• **WHAT NEEDS TO BE DONE**
Find each line of the entries with the string "over", please, and copy it.

[DATASET RECORDS — start]

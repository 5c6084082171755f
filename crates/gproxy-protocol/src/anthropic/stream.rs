use serde::{Deserialize, Serialize};

use super::types::{Model, MessageRole, MessageType, StopReason, TextBlockType, ThinkingBlockType, ToolUseBlockType, JsonObject, JsonValue};
use super::error::ErrorDetail;

#[derive(Debug, Clone, Copy, PartialEq, Eq, Default, Serialize, Deserialize)]
pub struct StreamUsage {
    #[serde(skip_serializing_if = "Option::is_none")]
    pub input_tokens: Option<u32>,
    #[serde(skip_serializing_if = "Option::is_none")]
    pub output_tokens: Option<u32>,
}

#[derive(Debug, Clone, PartialEq, Serialize, Deserialize)]
pub struct StreamMessage {
    pub id: String,
    /// Message-start events always carry an empty content array; blocks are
    /// opened one at a time via `content_block_start`.
    pub content: Vec<JsonValue>,
    pub model: Model,
    pub role: MessageRole,
    #[serde(skip_serializing_if = "Option::is_none")]
    pub stop_reason: Option<StopReason>,
    #[serde(skip_serializing_if = "Option::is_none")]
    pub stop_sequence: Option<String>,
    #[serde(rename = "type")]
    pub r#type: MessageType,
    pub usage: StreamUsage,
}

#[derive(Debug, Clone, PartialEq, Serialize, Deserialize)]
pub struct StreamTextBlock {
    pub text: String,
    #[serde(rename = "type")]
    pub r#type: TextBlockType,
}

#[derive(Debug, Clone, PartialEq, Serialize, Deserialize)]
pub struct StreamThinkingBlock {
    #[serde(skip_serializing_if = "Option::is_none")]
    pub signature: Option<String>,
    pub thinking: String,
    #[serde(rename = "type")]
    pub r#type: ThinkingBlockType,
}

#[derive(Debug, Clone, PartialEq, Serialize, Deserialize)]
pub struct StreamToolUseBlock {
    pub id: String,
    pub input: JsonObject,
    pub name: String,
    #[serde(rename = "type")]
    pub r#type: ToolUseBlockType,
}

#[derive(Debug, Clone, PartialEq, Serialize, Deserialize)]
#[serde(untagged)]
pub enum StreamContentBlock {
    Text(StreamTextBlock),
    Thinking(StreamThinkingBlock),
    ToolUse(StreamToolUseBlock),
}

#[derive(Debug, Clone, PartialEq, Serialize, Deserialize)]
#[serde(tag = "type", rename_all = "snake_case")]
pub enum StreamContentBlockDelta {
    TextDelta { text: String },
    /// Partial JSON fragment; the receiver accumulates and parses it after
    /// the block's `content_block_stop`.
    InputJsonDelta { partial_json: String },
    ThinkingDelta { thinking: String },
    SignatureDelta { signature: String },
}

#[derive(Debug, Clone, Default, PartialEq, Serialize, Deserialize)]
pub struct StreamMessageDelta {
    #[serde(skip_serializing_if = "Option::is_none")]
    pub stop_reason: Option<StopReason>,
    #[serde(skip_serializing_if = "Option::is_none")]
    pub stop_sequence: Option<String>,
    /// Upstream-extra fields accumulated over the stream (§3 `delta-extras`),
    /// surfaced once on the terminal `message_delta`.
    #[serde(flatten)]
    pub extra: serde_json::Map<String, JsonValue>,
}

#[derive(Debug, Clone, PartialEq, Serialize, Deserialize)]
#[serde(tag = "type", rename_all = "snake_case")]
pub enum StreamEventKnown {
    MessageStart {
        message: StreamMessage,
    },
    ContentBlockStart {
        index: u32,
        content_block: StreamContentBlock,
    },
    ContentBlockDelta {
        index: u32,
        delta: StreamContentBlockDelta,
    },
    ContentBlockStop {
        index: u32,
    },
    MessageDelta {
        delta: StreamMessageDelta,
        /// Usage is cumulative for the stream so far (§3 token counters).
        usage: StreamUsage,
    },
    MessageStop,
    Ping,
    Error {
        error: ErrorDetail,
    },
}

#[derive(Debug, Clone, PartialEq, Serialize, Deserialize)]
#[serde(untagged)]
pub enum StreamEvent {
    Known(StreamEventKnown),
    Unknown(JsonValue),
}

impl StreamEvent {
    /// SSE `event:` line value for this event, as required by the Messages
    /// streaming wire format.
    pub fn event_name(&self) -> &'static str {
        match self {
            StreamEvent::Known(StreamEventKnown::MessageStart { .. }) => "message_start",
            StreamEvent::Known(StreamEventKnown::ContentBlockStart { .. }) => "content_block_start",
            StreamEvent::Known(StreamEventKnown::ContentBlockDelta { .. }) => "content_block_delta",
            StreamEvent::Known(StreamEventKnown::ContentBlockStop { .. }) => "content_block_stop",
            StreamEvent::Known(StreamEventKnown::MessageDelta { .. }) => "message_delta",
            StreamEvent::Known(StreamEventKnown::MessageStop) => "message_stop",
            StreamEvent::Known(StreamEventKnown::Ping) => "ping",
            StreamEvent::Known(StreamEventKnown::Error { .. }) => "error",
            StreamEvent::Unknown(_) => "unknown",
        }
    }
}
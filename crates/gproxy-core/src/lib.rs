//! The gateway core (spec §2 steps 3-6): hook chain, client pool, recording
//! round-tripper, and protocol translator wired together behind
//! [`dispatch::Gateway`]. Routing, auth, and the SSE front-end live outside
//! this crate (§1, §2 step 7); it only exposes the interface they consume.

pub mod dispatch;
pub mod error;
pub mod registry;

pub use dispatch::{Gateway, GatewayResponse, Surface};
pub use registry::ProviderRegistry;
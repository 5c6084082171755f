//! Anthropic Messages stream → OpenAI Chat-Completions stream (the reverse
//! of §4.5.2). A client speaking Chat-Completions against a gateway whose
//! upstream happens to be an Anthropic-dialect provider needs this
//! direction; it collapses Anthropic's bracketed content blocks back into
//! Chat-Completions' flat delta list.

use std::collections::BTreeMap;

use gproxy_protocol::anthropic::stream::{
    StreamContentBlock, StreamContentBlockDelta, StreamEvent, StreamEventKnown,
};
use gproxy_protocol::anthropic::types::StopReason;
use gproxy_protocol::openai::chat::{
    ChunkObjectType, CompletionUsage, CreateChatCompletionStreamResponse, FinishReason, Role,
    StreamChoice, StreamDelta, ToolCallChunk, ToolCallChunkType, ToolCallFunctionChunk,
};

#[derive(Debug, Clone)]
struct ToolCallInfo {
    id: String,
    name: String,
}

#[derive(Debug, Clone)]
pub struct AnthropicToOpenAiChatTranslator {
    id: String,
    model: String,
    created: i64,
    tool_calls: BTreeMap<u32, ToolCallInfo>,
    finish_emitted: bool,
}

impl AnthropicToOpenAiChatTranslator {
    pub fn new(created: i64) -> Self {
        Self {
            id: "unknown".to_string(),
            model: "unknown".to_string(),
            created,
            tool_calls: BTreeMap::new(),
            finish_emitted: false,
        }
    }

    pub fn transform_event(&mut self, event: StreamEvent) -> Option<CreateChatCompletionStreamResponse> {
        let StreamEvent::Known(event) = event else {
            return None;
        };

        match event {
            StreamEventKnown::MessageStart { message } => {
                self.id = message.id;
                self.model = message.model.as_str().to_string();
                Some(self.chunk(
                    StreamDelta {
                        role: Some(Role::Assistant),
                        ..Default::default()
                    },
                    None,
                    None,
                ))
            }
            StreamEventKnown::ContentBlockStart { index, content_block } => {
                self.map_block_start(index, content_block)
            }
            StreamEventKnown::ContentBlockDelta { index, delta } => self.map_block_delta(index, delta),
            StreamEventKnown::ContentBlockStop { .. } => None,
            StreamEventKnown::MessageDelta { delta, usage } => {
                let finish_reason = delta.stop_reason.map(map_stop_reason);
                if finish_reason.is_some() {
                    self.finish_emitted = true;
                }
                let usage = map_usage(usage.input_tokens, usage.output_tokens);
                if finish_reason.is_none() && usage.is_none() {
                    None
                } else {
                    Some(self.chunk(StreamDelta::default(), finish_reason, usage))
                }
            }
            StreamEventKnown::MessageStop => {
                if self.finish_emitted {
                    return None;
                }
                self.finish_emitted = true;
                Some(self.chunk(StreamDelta::default(), Some(FinishReason::Stop), None))
            }
            StreamEventKnown::Ping | StreamEventKnown::Error { .. } => None,
        }
    }

    fn map_block_start(&mut self, index: u32, block: StreamContentBlock) -> Option<CreateChatCompletionStreamResponse> {
        match block {
            StreamContentBlock::Text(text) => (!text.text.is_empty()).then(|| self.text_chunk(text.text)),
            StreamContentBlock::Thinking(thinking) => {
                (!thinking.thinking.is_empty()).then(|| self.reasoning_chunk(thinking.thinking))
            }
            StreamContentBlock::ToolUse(tool) => {
                self.tool_calls.insert(
                    index,
                    ToolCallInfo {
                        id: tool.id,
                        name: tool.name,
                    },
                );
                Some(self.tool_call_start(index))
            }
        }
    }

    fn map_block_delta(&mut self, index: u32, delta: StreamContentBlockDelta) -> Option<CreateChatCompletionStreamResponse> {
        match delta {
            StreamContentBlockDelta::TextDelta { text } => (!text.is_empty()).then(|| self.text_chunk(text)),
            StreamContentBlockDelta::ThinkingDelta { thinking } => {
                (!thinking.is_empty()).then(|| self.reasoning_chunk(thinking))
            }
            StreamContentBlockDelta::InputJsonDelta { partial_json } => {
                (!partial_json.is_empty()).then(|| self.tool_call_delta(index, partial_json))
            }
            StreamContentBlockDelta::SignatureDelta { .. } => None,
        }
    }

    fn tool_call_start(&self, index: u32) -> CreateChatCompletionStreamResponse {
        let info = self.tool_calls.get(&index);
        let tool_call = ToolCallChunk {
            index: index as i64,
            id: info.map(|tool| tool.id.clone()),
            r#type: Some(ToolCallChunkType::Function),
            function: Some(ToolCallFunctionChunk {
                name: info.map(|tool| tool.name.clone()),
                arguments: None,
            }),
        };
        self.chunk(
            StreamDelta {
                tool_calls: Some(vec![tool_call]),
                ..Default::default()
            },
            None,
            None,
        )
    }

    fn tool_call_delta(&self, index: u32, partial_json: String) -> CreateChatCompletionStreamResponse {
        let tool_call = ToolCallChunk {
            index: index as i64,
            id: None,
            r#type: Some(ToolCallChunkType::Function),
            function: Some(ToolCallFunctionChunk {
                name: None,
                arguments: Some(partial_json),
            }),
        };
        self.chunk(
            StreamDelta {
                tool_calls: Some(vec![tool_call]),
                ..Default::default()
            },
            None,
            None,
        )
    }

    fn text_chunk(&self, text: String) -> CreateChatCompletionStreamResponse {
        self.chunk(
            StreamDelta {
                content: Some(text),
                ..Default::default()
            },
            None,
            None,
        )
    }

    fn reasoning_chunk(&self, text: String) -> CreateChatCompletionStreamResponse {
        self.chunk(
            StreamDelta {
                reasoning_content: Some(text),
                ..Default::default()
            },
            None,
            None,
        )
    }

    fn chunk(
        &self,
        delta: StreamDelta,
        finish_reason: Option<FinishReason>,
        usage: Option<CompletionUsage>,
    ) -> CreateChatCompletionStreamResponse {
        CreateChatCompletionStreamResponse {
            id: self.id.clone(),
            object: ChunkObjectType::ChatCompletionChunk,
            created: self.created,
            model: self.model.clone(),
            choices: vec![StreamChoice {
                index: 0,
                delta,
                finish_reason,
            }],
            usage,
        }
    }
}

fn map_stop_reason(reason: StopReason) -> FinishReason {
    crate::finish_reason::anthropic_stop_to_chat_finish(reason)
}

fn map_usage(input_tokens: Option<u32>, output_tokens: Option<u32>) -> Option<CompletionUsage> {
    if input_tokens.is_none() && output_tokens.is_none() {
        return None;
    }
    let input_tokens = input_tokens.unwrap_or(0) as i64;
    let output_tokens = output_tokens.unwrap_or(0) as i64;
    Some(CompletionUsage {
        prompt_tokens: input_tokens,
        completion_tokens: output_tokens,
        total_tokens: input_tokens + output_tokens,
    })
}

#[cfg(test)]
mod tests {
    use super::*;
    use gproxy_protocol::anthropic::stream::{
        StreamMessage, StreamMessageDelta, StreamToolUseBlock, StreamUsage,
    };
    use gproxy_protocol::anthropic::types::{JsonObject, MessageRole, MessageType, Model, ToolUseBlockType};

    fn message_start() -> StreamEvent {
        StreamEvent::Known(StreamEventKnown::MessageStart {
            message: StreamMessage {
                id: "msg_1".to_string(),
                content: Vec::new(),
                model: Model::custom("claude-test"),
                role: MessageRole::Assistant,
                stop_reason: None,
                stop_sequence: None,
                r#type: MessageType::Message,
                usage: StreamUsage::default(),
            },
        })
    }

    #[test]
    fn message_start_emits_role_delta_with_captured_id_and_model() {
        let mut translator = AnthropicToOpenAiChatTranslator::new(1000);
        let chunk = translator.transform_event(message_start()).expect("role chunk");
        assert_eq!(chunk.id, "msg_1");
        assert_eq!(chunk.model, "claude-test");
        assert_eq!(chunk.choices[0].delta.role, Some(Role::Assistant));
    }

    #[test]
    fn tool_use_block_becomes_indexed_tool_call_chunks() {
        let mut translator = AnthropicToOpenAiChatTranslator::new(1000);
        translator.transform_event(message_start());
        let start = translator
            .transform_event(StreamEvent::Known(StreamEventKnown::ContentBlockStart {
                index: 0,
                content_block: StreamContentBlock::ToolUse(StreamToolUseBlock {
                    id: "tool_abc".to_string(),
                    input: JsonObject::new(),
                    name: "lookup".to_string(),
                    r#type: ToolUseBlockType::ToolUse,
                }),
            }))
            .expect("tool call start chunk");
        let tool_call = &start.choices[0].delta.tool_calls.as_ref().unwrap()[0];
        assert_eq!(tool_call.id.as_deref(), Some("tool_abc"));
        assert_eq!(tool_call.index, 0);
    }

    #[test]
    fn message_stop_without_prior_finish_defaults_to_stop() {
        let mut translator = AnthropicToOpenAiChatTranslator::new(1000);
        translator.transform_event(message_start());
        let stop = translator
            .transform_event(StreamEvent::Known(StreamEventKnown::MessageStop))
            .expect("stop chunk");
        assert_eq!(stop.choices[0].finish_reason, Some(FinishReason::Stop));
    }

    #[test]
    fn message_stop_after_message_delta_finish_is_not_duplicated() {
        let mut translator = AnthropicToOpenAiChatTranslator::new(1000);
        translator.transform_event(message_start());
        translator.transform_event(StreamEvent::Known(StreamEventKnown::MessageDelta {
            delta: StreamMessageDelta {
                stop_reason: Some(StopReason::EndTurn),
                stop_sequence: None,
                extra: Default::default(),
            },
            usage: StreamUsage::default(),
        }));
        let stop = translator.transform_event(StreamEvent::Known(StreamEventKnown::MessageStop));
        assert!(stop.is_none());
    }
}
//! Wire types and framing for the three client/upstream dialects this
//! gateway speaks: OpenAI Chat Completions, OpenAI Responses, and
//! Anthropic Messages.

pub mod anthropic;
pub mod openai;
pub mod sse;
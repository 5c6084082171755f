//! Minimax API-key hook (§4.3 row 4). Matched by API-base substring rather
//! than OAuth kind since Minimax is an API-key provider (§6: OAuth takes
//! precedence over API-base matching, so this only ever fires for
//! non-OAuth providers).

use async_trait::async_trait;
use gproxy_provider_core::errors::GatewayError;
use gproxy_provider_core::hooks::{Hook, UpstreamHttpRequest};

const MATCH_NEEDLE: &str = "minimax.";
const OLD_SUFFIX: &str = "/chat/completions";
const NEW_SUFFIX: &str = "/text/chatcompletion_v2";

pub struct MinimaxApiKeyHook;

#[async_trait]
impl Hook for MinimaxApiKeyHook {
    async fn apply(&self, request: &mut UpstreamHttpRequest) -> Result<(), GatewayError> {
        if !request.url.contains(MATCH_NEEDLE) {
            return Ok(());
        }
        if let Some(prefix) = request.url.strip_suffix(OLD_SUFFIX) {
            request.url = format!("{prefix}{NEW_SUFFIX}");
        }
        Ok(())
    }
}

#[cfg(test)]
mod tests {
    use super::*;
    use bytes::Bytes;
    use http::Method;

    fn request(url: &str) -> UpstreamHttpRequest {
        UpstreamHttpRequest {
            method: Method::POST,
            url: url.to_string(),
            headers: Vec::new(),
            body: Bytes::new(),
        }
    }

    #[tokio::test]
    async fn rewrites_chat_completions_suffix_for_minimax_host() {
        let mut req = request("https://api.minimax.chat/v1/chat/completions");
        MinimaxApiKeyHook.apply(&mut req).await.unwrap();
        assert_eq!(req.url, "https://api.minimax.chat/v1/text/chatcompletion_v2");
    }

    #[tokio::test]
    async fn leaves_non_minimax_hosts_untouched() {
        let mut req = request("https://api.openai.com/v1/chat/completions");
        MinimaxApiKeyHook.apply(&mut req).await.unwrap();
        assert_eq!(req.url, "https://api.openai.com/v1/chat/completions");
    }
}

[DATASET RECORDS — finish]

• **YOUR RESPONSE**
    /// Upstream-extra fields accumulated over the stream (§3 `delta-extras`),
//! precedence over API-base matching, so this only ever fires for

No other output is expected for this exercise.